Start of DATA EXCERPTS
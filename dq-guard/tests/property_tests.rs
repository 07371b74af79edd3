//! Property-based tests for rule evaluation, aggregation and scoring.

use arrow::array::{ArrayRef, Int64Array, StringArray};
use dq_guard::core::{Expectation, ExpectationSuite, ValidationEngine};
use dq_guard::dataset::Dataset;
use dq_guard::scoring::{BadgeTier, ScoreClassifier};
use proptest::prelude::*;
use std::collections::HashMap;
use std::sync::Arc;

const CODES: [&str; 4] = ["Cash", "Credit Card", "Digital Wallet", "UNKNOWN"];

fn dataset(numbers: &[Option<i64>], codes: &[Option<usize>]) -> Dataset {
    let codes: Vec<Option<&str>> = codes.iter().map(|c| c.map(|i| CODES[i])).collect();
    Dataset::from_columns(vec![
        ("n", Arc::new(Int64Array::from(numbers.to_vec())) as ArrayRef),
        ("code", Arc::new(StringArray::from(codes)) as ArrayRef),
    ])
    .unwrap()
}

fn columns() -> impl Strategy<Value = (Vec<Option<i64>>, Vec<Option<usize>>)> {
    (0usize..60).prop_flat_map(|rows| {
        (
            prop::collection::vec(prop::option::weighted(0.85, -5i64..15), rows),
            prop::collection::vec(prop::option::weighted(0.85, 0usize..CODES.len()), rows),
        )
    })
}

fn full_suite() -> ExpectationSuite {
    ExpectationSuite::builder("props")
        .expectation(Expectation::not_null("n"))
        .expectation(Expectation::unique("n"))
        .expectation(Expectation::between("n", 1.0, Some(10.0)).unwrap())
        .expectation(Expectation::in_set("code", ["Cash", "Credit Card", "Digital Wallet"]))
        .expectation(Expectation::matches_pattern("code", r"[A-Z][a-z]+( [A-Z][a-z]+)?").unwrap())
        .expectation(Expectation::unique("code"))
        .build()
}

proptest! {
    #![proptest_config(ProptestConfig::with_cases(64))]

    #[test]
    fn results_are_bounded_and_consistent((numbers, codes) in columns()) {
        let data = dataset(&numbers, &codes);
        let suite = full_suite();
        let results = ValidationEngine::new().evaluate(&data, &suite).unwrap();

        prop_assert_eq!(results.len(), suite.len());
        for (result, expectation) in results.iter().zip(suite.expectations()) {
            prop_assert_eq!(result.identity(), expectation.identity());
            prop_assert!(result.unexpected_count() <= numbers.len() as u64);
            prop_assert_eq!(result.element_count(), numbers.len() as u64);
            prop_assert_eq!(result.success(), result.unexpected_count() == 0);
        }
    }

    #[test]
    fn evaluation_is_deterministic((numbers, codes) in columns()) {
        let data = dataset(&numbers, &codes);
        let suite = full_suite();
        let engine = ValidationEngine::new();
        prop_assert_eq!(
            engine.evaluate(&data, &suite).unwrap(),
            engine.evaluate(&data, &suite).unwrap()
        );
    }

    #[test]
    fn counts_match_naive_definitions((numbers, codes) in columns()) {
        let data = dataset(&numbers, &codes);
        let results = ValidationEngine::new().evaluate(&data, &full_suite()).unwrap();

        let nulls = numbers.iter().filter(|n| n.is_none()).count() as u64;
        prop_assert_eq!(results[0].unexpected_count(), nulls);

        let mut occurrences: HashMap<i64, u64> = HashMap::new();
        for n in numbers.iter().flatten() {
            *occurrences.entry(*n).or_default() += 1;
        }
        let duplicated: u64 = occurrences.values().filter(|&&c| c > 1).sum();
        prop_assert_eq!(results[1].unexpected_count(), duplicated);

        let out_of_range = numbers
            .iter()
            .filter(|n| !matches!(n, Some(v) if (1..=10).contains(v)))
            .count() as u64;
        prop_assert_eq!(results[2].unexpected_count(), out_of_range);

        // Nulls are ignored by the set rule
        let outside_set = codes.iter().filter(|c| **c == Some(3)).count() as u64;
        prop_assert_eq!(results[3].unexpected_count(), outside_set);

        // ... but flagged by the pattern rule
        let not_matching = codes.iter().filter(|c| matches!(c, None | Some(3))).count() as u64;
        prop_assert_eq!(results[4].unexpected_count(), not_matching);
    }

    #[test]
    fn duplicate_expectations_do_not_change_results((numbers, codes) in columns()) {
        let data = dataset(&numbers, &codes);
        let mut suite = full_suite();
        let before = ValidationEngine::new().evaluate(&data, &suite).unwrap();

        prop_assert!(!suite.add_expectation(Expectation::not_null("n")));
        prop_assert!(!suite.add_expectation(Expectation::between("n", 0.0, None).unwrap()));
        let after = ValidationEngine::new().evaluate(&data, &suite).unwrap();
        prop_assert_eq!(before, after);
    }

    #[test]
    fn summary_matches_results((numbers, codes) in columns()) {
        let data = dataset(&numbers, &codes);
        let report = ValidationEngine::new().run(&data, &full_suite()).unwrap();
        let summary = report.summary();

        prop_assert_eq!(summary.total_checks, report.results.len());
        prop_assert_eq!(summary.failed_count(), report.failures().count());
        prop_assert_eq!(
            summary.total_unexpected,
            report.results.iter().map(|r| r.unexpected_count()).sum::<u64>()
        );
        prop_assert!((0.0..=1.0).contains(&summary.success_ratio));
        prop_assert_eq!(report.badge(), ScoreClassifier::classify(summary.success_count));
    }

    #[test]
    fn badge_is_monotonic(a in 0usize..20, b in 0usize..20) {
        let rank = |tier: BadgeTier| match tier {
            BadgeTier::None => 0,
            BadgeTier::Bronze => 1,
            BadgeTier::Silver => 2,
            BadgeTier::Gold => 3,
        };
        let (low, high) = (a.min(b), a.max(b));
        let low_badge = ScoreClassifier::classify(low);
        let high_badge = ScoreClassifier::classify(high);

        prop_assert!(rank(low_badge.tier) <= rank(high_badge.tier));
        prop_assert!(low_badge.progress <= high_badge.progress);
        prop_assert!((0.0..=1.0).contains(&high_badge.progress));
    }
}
End of DATA EXCERPTS
Start of DATA EXCERPTS
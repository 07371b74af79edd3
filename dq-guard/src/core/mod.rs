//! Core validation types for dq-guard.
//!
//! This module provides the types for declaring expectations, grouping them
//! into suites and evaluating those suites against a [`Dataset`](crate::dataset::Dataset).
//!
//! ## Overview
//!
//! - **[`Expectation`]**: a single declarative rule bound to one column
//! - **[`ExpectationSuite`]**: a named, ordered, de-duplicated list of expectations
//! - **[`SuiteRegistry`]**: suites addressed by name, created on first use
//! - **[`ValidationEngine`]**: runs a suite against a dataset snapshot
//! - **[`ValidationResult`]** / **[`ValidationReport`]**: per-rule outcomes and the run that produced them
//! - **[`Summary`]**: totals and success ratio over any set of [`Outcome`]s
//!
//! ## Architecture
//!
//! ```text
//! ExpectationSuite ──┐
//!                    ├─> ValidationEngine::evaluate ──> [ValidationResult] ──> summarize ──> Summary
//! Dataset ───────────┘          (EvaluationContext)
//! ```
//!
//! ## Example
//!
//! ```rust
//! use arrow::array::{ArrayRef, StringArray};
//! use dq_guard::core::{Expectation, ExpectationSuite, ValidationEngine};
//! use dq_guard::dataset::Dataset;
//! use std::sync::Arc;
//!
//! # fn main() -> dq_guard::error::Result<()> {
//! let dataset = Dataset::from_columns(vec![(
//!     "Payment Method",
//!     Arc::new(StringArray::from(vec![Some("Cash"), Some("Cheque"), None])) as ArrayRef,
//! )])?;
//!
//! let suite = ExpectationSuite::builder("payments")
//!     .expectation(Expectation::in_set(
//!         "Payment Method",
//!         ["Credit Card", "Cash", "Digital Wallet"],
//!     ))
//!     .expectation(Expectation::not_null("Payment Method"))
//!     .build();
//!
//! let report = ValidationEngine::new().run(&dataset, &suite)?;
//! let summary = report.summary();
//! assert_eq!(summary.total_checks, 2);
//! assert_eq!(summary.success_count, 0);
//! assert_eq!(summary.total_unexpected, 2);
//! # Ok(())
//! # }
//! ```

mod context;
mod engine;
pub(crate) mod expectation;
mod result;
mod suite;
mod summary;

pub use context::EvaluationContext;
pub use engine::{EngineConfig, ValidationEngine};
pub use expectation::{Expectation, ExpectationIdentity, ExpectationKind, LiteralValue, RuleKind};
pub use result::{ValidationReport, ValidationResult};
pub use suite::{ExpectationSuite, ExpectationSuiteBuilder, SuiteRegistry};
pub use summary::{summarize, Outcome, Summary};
End of DATA EXCERPTS
• TASK STATEMENT: Give the exact lines, and only those, from the line containing "fn dataset(numbers: &[Option<i64>], codes: &[Option<usize>])" through the line containing "for (result, expectation)" in the entries above.

• WRITTEN REPLY:
fn dataset(numbers: &[Option<i64>], codes: &[Option<usize>]) -> Dataset {
    let codes: Vec<Option<&str>> = codes.iter().map(|c| c.map(|i| CODES[i])).collect();
    Dataset::from_columns(vec![
        ("n", Arc::new(Int64Array::from(numbers.to_vec())) as ArrayRef),
        ("code", Arc::new(StringArray::from(codes)) as ArrayRef),
    ])
    .unwrap()
}

fn columns() -> impl Strategy<Value = (Vec<Option<i64>>, Vec<Option<usize>>)> {
    (0usize..60).prop_flat_map(|rows| {
        (
            prop::collection::vec(prop::option::weighted(0.85, -5i64..15), rows),
            prop::collection::vec(prop::option::weighted(0.85, 0usize..CODES.len()), rows),
        )
    })
}

fn full_suite() -> ExpectationSuite {
    ExpectationSuite::builder("props")
        .expectation(Expectation::not_null("n"))
        .expectation(Expectation::unique("n"))
        .expectation(Expectation::between("n", 1.0, Some(10.0)).unwrap())
        .expectation(Expectation::in_set("code", ["Cash", "Credit Card", "Digital Wallet"]))
        .expectation(Expectation::matches_pattern("code", r"[A-Z][a-z]+( [A-Z][a-z]+)?").unwrap())
        .expectation(Expectation::unique("code"))
        .build()
}

proptest! {
    #![proptest_config(ProptestConfig::with_cases(64))]

    #[test]
    fn results_are_bounded_and_consistent((numbers, codes) in columns()) {
        let data = dataset(&numbers, &codes);
        let suite = full_suite();
        let results = ValidationEngine::new().evaluate(&data, &suite).unwrap();

        prop_assert_eq!(results.len(), suite.len());
        for (result, expectation) in results.iter().zip(suite.expectations()) {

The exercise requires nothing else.